The invention illustratively described herein suitably may be practiced in the absence of any element or elements, limitation or limitations which is not specifically disclosed herein. Thus, for example, in each instance herein any of the terms “comprising”, “consisting essentially of” and “consisting of” may be replaced with either of the other two terms. The terms and expressions which have been employed are used as terms of description and not of limitation, and there is no intention that in the use of such terms and expressions of excluding any equivalents of the features shown and described or portions thereof, but it is recognized that various modifications are possible within the scope of the invention claimed. Thus, it should be understood that although the present invention has been specifically disclosed by preferred embodiments and optional features, modification and variation of the concepts herein disclosed may be resorted to by those skilled in the art, and that such modifications and variations are considered to be within the scope of this invention as defined by the appended claims.

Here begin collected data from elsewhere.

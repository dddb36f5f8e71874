// crates/ct_algo/src/lib.rs
#![forbid(unsafe_code)]
#![cfg_attr(not(feature = "std"), no_std)]

extern crate alloc;

// Core types used across the algorithm surface
pub use ct_core::{Grade, Level, Params, Score, Student, Subject, Test};

// ----------------------------- Algorithms (public surface) ---------------------------

/// Candidate pools: enrolled students plus anonymous score entries.
pub mod pool;
/// Capped top-N selection and its exact sum.
pub mod select;
/// Level-weighted combination of the four subject sums.
pub mod weighting;

// Tight, explicit re-exports (avoid wildcard export drift).
pub use pool::{build_pool, AnonLookup, Contributor};
pub use select::{select_top, Selection};
pub use weighting::{weighted_total, SubjectSums, WeightError};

In addition, where features or aspects of the invention are described in terms of Markush groups or other grouping of alternatives, those skilled in the art will recognize that the invention is also thereby described in terms of any individual member or subgroup of members of the Markush group or other group.

Also, unless indicated to the contrary, where various numerical values are provided for embodiments, additional embodiments are described by taking any 2 different values as the endpoints of a range. Such ranges are also within the scope of the described invention.

Thus, additional embodiments are within the scope of the invention and within the following claims.